A cerveja foi comprada com antecedência para comemorar não só as festividades de final de ano, mas também o aniversário do engenheiro capixaba Luiz Felippe Teles Ribeiro, de 38 anos. O que ele não sabia era que os lotes da bebida escolhida, a Belorizontina, da Cervejaria Backer, foram contaminados, ainda no processo de produção, com dietilenoglicol.
Luiz não chegou a curtir a ceia de Natal de 2019. Foi internado em um hospital em Belo Horizonte (MG), onde permaneceu por quase cinco meses, três deles em coma. Agora, mais de um ano após a intoxicação, luta para superar as sequelas: ele perdeu a audição, tem dificuldades com a mobilidade dos braços e pernas e teve paralisia facial, que dele tirou as expressões.
O engenheiro, que é natural de Marataízes, mora em Belo Horizonte com a esposa Camila. Logo após a internação, foi diagnosticado com síndrome nefroneural, doença que apresenta alterações neurológicas e insuficiência renal. “Só no final de abril de 2020 é que fui saber o que acontecera comigo. Semanas depois é que soube da morte do meu sogro. Ainda é uma perda muito sentida”, relata.
Ele se refere ao bancário Paschoal Demartini, de 55 anos, pai de Camila e outra vítima da mesma intoxicação. Ele participou de um churrasco na casa de Luiz, foi internado um dia após o genro e morreu uma semana depois. O ‘doguinho’ de Paschoal, Aruk, é criado pelo engenheiro.
Com fisioterapia, fonoaudiologia e terapias ocupacionais, Luiz vem recuperando a mobilidade, mas ainda depende de uma cadeira de rodas e de órteses para os pés, além de muletas, para andar. “Nada vai me impedir de viver. Vou trabalhar para que minha vida volte ao normal”, assinala, destacando que adora estar vivo.
Veja abaixo vídeo onde ele relata como tem sido o seu dia a dia desde que deixou o hospital.
O capixaba e o sogro foram os primeiros casos notificados de uma doença que ainda era misteriosa para a Secretaria de Saúde de Minas Gerais em janeiro de 2020. Logo nas primeiras semanas do ano, quando Luiz já estava em coma, um laudo da Polícia Civil mineira apontou que ele havia ingerido a cerveja Belohorizontina, da Backer, contaminada com uma substância tóxica, o dietilenoglicol.
O produto foi identificado em análises laboratoriais de amostras da bebida. A substância, altamente tóxica, é usada na refrigeração de cerveja. O mesmo composto foi encontrado no sangue de Luiz Felippe, de seu sogro e de outras vítimas.

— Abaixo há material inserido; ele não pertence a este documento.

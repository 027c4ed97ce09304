//! Pattern catalog module
//!
//! Provides the reference-architecture catalog schema and the YAML
//! loader that validates it before the engine runs.

mod loader;
mod schema;

pub use loader::*;
pub use schema::*;
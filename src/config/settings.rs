//! CLI configuration for Raplan
//!
//! Defines the command-line surface: GPU spec lookup and the
//! reference-architecture commands, all emitting strict JSON on stdout.

use crate::catalog::Workload;
use clap::{Parser, Subcommand};
use std::path::PathBuf;

/// Raplan - reference-architecture advisor for GPU cluster sizing
#[derive(Parser, Debug, Clone)]
#[command(name = "raplan")]
#[command(version = env!("CARGO_PKG_VERSION"))]
#[command(about = "Strict JSON outputs for GPU specs and RA pattern selection")]
#[command(long_about = r#"
Raplan recommends a GPU cluster reference-architecture pattern for a
requested GPU count and workload, and resolves GPU model names to memory
capacity.

All command output is strict JSON on stdout, suitable for piping into
other tooling. Errors are emitted as {"error": "..."} with exit code 2.

Examples:
  raplan ra recommend --gpus 128 --workload training
  raplan ra list
  raplan gpu spec --gpu "NVIDIA H100"
"#)]
pub struct CliArgs {
    /// Directory holding ra_patterns.yaml and networking_defaults.yaml
    #[arg(long, value_name = "DIR", env = "RAPLAN_CATALOG_DIR", global = true)]
    pub catalog_dir: Option<PathBuf>,

    /// Verbose logging (can be repeated: -v, -vv)
    #[arg(short = 'v', long, action = clap::ArgAction::Count, global = true)]
    pub verbose: u8,

    /// Quiet mode (errors only)
    #[arg(short = 'q', long, global = true)]
    pub quiet: bool,

    /// Subcommands
    #[command(subcommand)]
    pub command: Commands,
}

/// Available subcommands
#[derive(Subcommand, Debug, Clone)]
pub enum Commands {
    /// GPU-related commands
    Gpu {
        #[command(subcommand)]
        command: GpuCommands,
    },
    /// Reference-architecture related commands
    Ra {
        #[command(subcommand)]
        command: RaCommands,
    },
}

/// GPU subcommands
#[derive(Subcommand, Debug, Clone)]
pub enum GpuCommands {
    /// Lookup GPU specs (strict JSON)
    Spec {
        /// GPU model name, e.g. "NVIDIA H100"
        #[arg(long, value_name = "NAME")]
        gpu: String,
    },
}

/// Reference-architecture subcommands
#[derive(Subcommand, Debug, Clone)]
pub enum RaCommands {
    /// List available RA patterns (strict JSON)
    List,
    /// Recommend an RA pattern for a GPU count (strict JSON)
    Recommend {
        /// Total GPUs desired, e.g. 128
        #[arg(long, value_name = "NUM", allow_negative_numbers = true)]
        gpus: i64,
        /// Workload type
        #[arg(long, value_enum)]
        workload: Workload,
    },
}

impl CliArgs {
    /// Tracing filter directive derived from the verbosity flags
    pub fn log_filter(&self) -> &'static str {
        if self.quiet {
            "error"
        } else {
            match self.verbose {
                0 => "warn",
                1 => "info",
                _ => "debug",
            }
        }
    }
}
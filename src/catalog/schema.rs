//! Catalog schema types
//!
//! Defines the reference-architecture pattern catalog and networking
//! defaults as deserialized from YAML. Structural invariants (positive
//! per-node counts, ordered node ranges, unique pattern ids) are enforced
//! by [`PatternCatalog::validate`] before any recommendation runs, so the
//! engine can treat the catalog as trusted input.

use serde::{Deserialize, Serialize};
use std::collections::{HashMap, HashSet};
use std::fmt;

/// Workload type a pattern can be matched against
#[derive(Debug, Clone, Copy, PartialEq, Eq, Hash, Serialize, Deserialize, clap::ValueEnum)]
#[serde(rename_all = "lowercase")]
pub enum Workload {
    /// Large-scale distributed training
    Training,
    /// Fine-tuning of existing models
    Finetune,
    /// Inference serving
    Inference,
}

impl Workload {
    /// Training and finetune traffic is east-west heavy, so bandwidth
    /// counts double when scoring candidates for them
    pub fn bandwidth_weight(self) -> u64 {
        match self {
            Workload::Training | Workload::Finetune => 2,
            Workload::Inference => 1,
        }
    }
}

impl fmt::Display for Workload {
    fn fmt(&self, f: &mut fmt::Formatter<'_>) -> fmt::Result {
        let s = match self {
            Workload::Training => "training",
            Workload::Finetune => "finetune",
            Workload::Inference => "inference",
        };
        f.write_str(s)
    }
}

/// Valid node-count range for a pattern, inclusive on both ends
#[derive(Debug, Clone, Copy, PartialEq, Eq, Serialize, Deserialize)]
pub struct NodeCountRange {
    /// Minimum deployable node count
    pub min: u32,
    /// Maximum deployable node count
    pub max: u32,
}

impl NodeCountRange {
    /// Check whether a computed node count lies within the range
    pub fn contains(&self, nodes: u32) -> bool {
        self.min <= nodes && nodes <= self.max
    }
}

/// A predefined cluster topology template
///
/// Fixed per-node ratios plus a deployable node-count range. Immutable
/// once loaded from the catalog.
#[derive(Debug, Clone, PartialEq, Eq, Serialize, Deserialize)]
pub struct Pattern {
    /// Unique identifier within the catalog
    pub id: String,
    /// Architecture family this pattern belongs to
    pub family: String,
    /// Human-readable description
    pub description: String,

    /// CPU sockets per node
    pub c: u32,
    /// GPUs per node
    pub g: u32,
    /// NICs per node
    pub n: u32,
    /// East-west bandwidth per GPU in Gbps
    pub b_gbps_per_gpu: u32,

    /// Deployable node-count range
    pub node_count: NodeCountRange,
    /// Free-form tags
    #[serde(default)]
    pub tags: Vec<String>,
    /// Workloads this pattern fits; empty means it fits all
    #[serde(default)]
    pub workload_fit: Vec<Workload>,
    /// Free-form notes
    #[serde(default)]
    pub notes: Vec<String>,
}

impl Pattern {
    /// Whether this pattern is eligible for the given workload
    pub fn fits_workload(&self, workload: Workload) -> bool {
        self.workload_fit.is_empty() || self.workload_fit.contains(&workload)
    }

    /// Structural invariants for a single pattern
    fn validate(&self) -> std::result::Result<(), String> {
        if self.id.is_empty() {
            return Err("pattern id must not be empty".into());
        }
        if self.c == 0 {
            return Err(format!("pattern '{}': c (CPU sockets) must be >= 1", self.id));
        }
        if self.g == 0 {
            return Err(format!("pattern '{}': g (GPUs per node) must be >= 1", self.id));
        }
        if self.n == 0 {
            return Err(format!("pattern '{}': n (NICs per node) must be >= 1", self.id));
        }
        if self.node_count.min == 0 || self.node_count.max == 0 {
            return Err(format!(
                "pattern '{}': node_count bounds must be >= 1",
                self.id
            ));
        }
        if self.node_count.min > self.node_count.max {
            return Err(format!(
                "pattern '{}': node_count.min ({}) exceeds node_count.max ({})",
                self.id, self.node_count.min, self.node_count.max
            ));
        }
        Ok(())
    }
}

/// Provenance descriptor for a catalog
#[derive(Debug, Clone, PartialEq, Eq, Serialize, Deserialize)]
pub struct CatalogSource {
    /// Source name (document or team the patterns were derived from)
    pub name: String,
    /// Free-form notes about the source
    #[serde(default)]
    pub notes: Vec<String>,
}

/// Versioned collection of patterns, loaded once per invocation
#[derive(Debug, Clone, PartialEq, Eq, Serialize, Deserialize)]
pub struct PatternCatalog {
    /// Catalog schema version
    pub version: u64,
    /// Where the patterns came from
    pub source: CatalogSource,
    /// Ordered pattern list; order is significant for tie-breaking
    pub patterns: Vec<Pattern>,
}

impl PatternCatalog {
    /// Validate structural invariants across the whole catalog
    pub fn validate(&self) -> std::result::Result<(), String> {
        let mut seen = HashSet::new();
        for pattern in &self.patterns {
            pattern.validate()?;
            if !seen.insert(pattern.id.as_str()) {
                return Err(format!("duplicate pattern id '{}'", pattern.id));
            }
        }
        Ok(())
    }
}

/// Versioned fabric/platform defaults, independent of the pattern catalog
#[derive(Debug, Clone, PartialEq, Eq, Serialize, Deserialize)]
pub struct NetworkingDefaults {
    /// Defaults schema version
    pub version: u64,
    /// Default settings keyed by name; at least `fabric` and `platform`
    #[serde(default)]
    pub defaults: HashMap<String, String>,
}

impl NetworkingDefaults {
    /// Default fabric, falling back to ethernet when absent
    pub fn fabric(&self) -> &str {
        self.defaults.get("fabric").map_or("ethernet", String::as_str)
    }

    /// Default platform, falling back to spectrum-x when absent
    pub fn platform(&self) -> &str {
        self.defaults
            .get("platform")
            .map_or("spectrum-x", String::as_str)
    }
}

Em inspeção na cervejaria, a Polícia Civil identificou a presença de dietilenoglicol na água usada na produção de cerveja. Mais de 40 lotes de dez tipos de cervejas da Backer foram contaminados, entre elas a Belorizontina e a Capixaba, produzida com rótulo exclusivo para o Espírito Santo.
Em junho de 2020, inquérito da Polícia Civil indiciou onze pessoas, incluindo os sócios da Cervejaria Backer, pela contaminação. Um grupo de 32 pessoas foram vítimas da intoxicação, dez delas morreram, incluindo o sogro de Luiz, segundo processo que tramita na justiça mineira.
De acordo com o advogado de algumas das vítimas, Claudio Diniz Júnior, na área cível existe uma ação civil pública, além de outros processos individuais, contra os sócios da cervejaria. O objetivo é que sejam responsabilizados por repação civil, garantindo indenização para as vítimas.
Na área criminal, foi aceita a denúncia formulada pelo Ministério Público de Minas Gerais contra onze pessoas. Três delas, os sócios da Backer, vão responder por crime baseados no Código de Defesa do Consumidor, por causarem dano irreparável à saúde pública. Outros oito funcionários vão responder por homicídio culposo.
Há ainda processo que tramitam no Espírito Santo, na área criminal. Nos dois estados o andamento deles foi afetado pela pandemia do novo coronavírus que reduziu, e em alguns momentos até suspendeu, as atividades na Justiça.
Os representantes da cervejaria Backer não foram localizados para se manifestarem sobre o assunto.